His most discussed single work is probably the Josephine Baker figure, in which a brass body meets a turned wooden skirt - a combination of materials that characterises much of the workshop's output. The sculpture was featured in a 1935 window display by New York dealer Rena Rosenthal, helping open an American market that would sustain the Werkstätte for decades. Other popular subjects included elongated athletes, stylised animals, and female busts with simplified, almost mask-like features. The repetition of similar motifs across different scales and material combinations was part of the workshop's production logic rather than a limitation.
Hagenauer won two gold medals at the Milan Triennale for his work, reflecting the workshop's standing within European applied arts circles. His pieces were sold not only through Vienna and Salzburg but through dealers in the United States, and the Josephine Baker figure now sits in the collection of the Casa Lis Art Nouveau and Art Deco Museum in Salamanca. He continued to direct the Werkstätte until his death in 1956.

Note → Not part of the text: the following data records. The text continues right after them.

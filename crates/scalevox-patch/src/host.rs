//! Contract with the method-interception host.
//!
//! The host owns compiled method bodies. It hands out the current
//! instruction sequence of a named method and accepts a replacement. This
//! crate never touches a host method unless a full injection point was found.

use crate::error::{PatchError, Result};
use crate::instruction::Instruction;
use crate::patch::{InjectionPatch, InjectionPoint};

pub trait PatchHost {
    /// Current body of `target`, or `None` if the host does not know it.
    fn method_body(&self, target: &str) -> Option<Vec<Instruction>>;

    /// Replace the body of `target`.
    fn install(&mut self, target: &str, body: Vec<Instruction>);
}

/// Apply `patch` to `target` on `host`.
///
/// On any failure the host is left untouched and the error is returned.
/// The failure is logged here; callers may treat it as non-fatal.
pub fn install_patch<H: PatchHost + ?Sized>(
    host: &mut H,
    target: &str,
    patch: &InjectionPatch,
) -> Result<InjectionPoint> {
    let body = host
        .method_body(target)
        .ok_or_else(|| PatchError::MethodNotFound(target.to_string()))
        .inspect_err(|e| tracing::warn!("Cannot patch {}: {}", target, e))?;

    let point = patch
        .locate(&body)
        .inspect_err(|e| tracing::warn!("Failed to patch {} ({}), aborting", target, e))?;

    let patched = crate::rewrite::splice_after(&body, point.target, patch.fragment())?;
    host.install(target, patched);

    tracing::info!(
        "Patched {}: window at {}, branch {} -> {} ({})",
        target,
        point.window,
        point.branch,
        point.target,
        point.label
    );
    Ok(point)
}

#[cfg(test)]
mod tests {
    use super::*;
    use crate::instruction::{Label, OpCode, Operand};
    use crate::pattern::Pattern;
    use std::collections::HashMap;

    #[derive(Default)]
    struct MapHost {
        bodies: HashMap<String, Vec<Instruction>>,
        installs: usize,
    }

    impl PatchHost for MapHost {
        fn method_body(&self, target: &str) -> Option<Vec<Instruction>> {
            self.bodies.get(target).cloned()
        }

        fn install(&mut self, target: &str, body: Vec<Instruction>) {
            self.installs += 1;
            self.bodies.insert(target.to_string(), body);
        }
    }

    fn patch() -> InjectionPatch {
        InjectionPatch::new(
            Pattern::new([OpCode::LdArg1]).unwrap(),
            vec![Instruction::with_operand(
                OpCode::Call,
                Operand::method("Hooks", "After"),
            )],
        )
        .unwrap()
    }

    #[test]
    fn test_install_rewrites_body() {
        let end = Label::new(0);
        let mut host = MapHost::default();
        host.bodies.insert(
            "Target".into(),
            vec![
                Instruction::new(OpCode::LdArg1),
                Instruction::branch(OpCode::BrFalse, end),
                Instruction::new(OpCode::Nop),
                Instruction::new(OpCode::Ret).labeled(end),
            ],
        );

        let point = install_patch(&mut host, "Target", &patch()).unwrap();
        assert_eq!(point.target, 3);
        assert_eq!(host.installs, 1);
        assert_eq!(host.bodies["Target"].len(), 5);
    }

    #[test]
    fn test_failed_locate_leaves_host_untouched() {
        let mut host = MapHost::default();
        let body = vec![Instruction::new(OpCode::LdArg1), Instruction::new(OpCode::Ret)];
        host.bodies.insert("Target".into(), body.clone());

        assert_eq!(
            install_patch(&mut host, "Target", &patch()),
            Err(PatchError::PatternNotFound)
        );
        assert_eq!(host.installs, 0);
        assert_eq!(host.bodies["Target"], body);
    }

    #[test]
    fn test_unknown_method() {
        let mut host = MapHost::default();
        assert_eq!(
            install_patch(&mut host, "Missing", &patch()),
            Err(PatchError::MethodNotFound("Missing".into()))
        );
    }
}
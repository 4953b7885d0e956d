//! Default pitch-shift effect for scalevox: a streaming STFT phase vocoder.
//!
//! ```ignore
//! use scalevox_dsp::{VocoderFactory, WindowKind};
//!
//! let factory = Arc::new(VocoderFactory::new(WindowKind::Blackman));
//! let orch = ShiftOrchestrator::new(&config, host, factory)?;
//! ```

mod error;
pub use error::{Error, Result};

pub mod window;
pub use window::WindowKind;

mod vocoder;
pub use vocoder::{PitchShiftVocoder, VocoderFactory};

On the Nordic auction market Karl Hagenauer works appear most frequently at Dorotheum Vienna and im Kinsky, with 18 items recorded in the Auctionist database. Pieces include carved wooden sculptures and copper and brass water jugs stamped with the workshop's mark. Top recorded prices in the Nordic market sit in the range of 5,000-6,500 SEK, though individual pieces have traded significantly higher internationally, with Werkstätte Hagenauer lots reaching the low thousands of USD at specialist sales.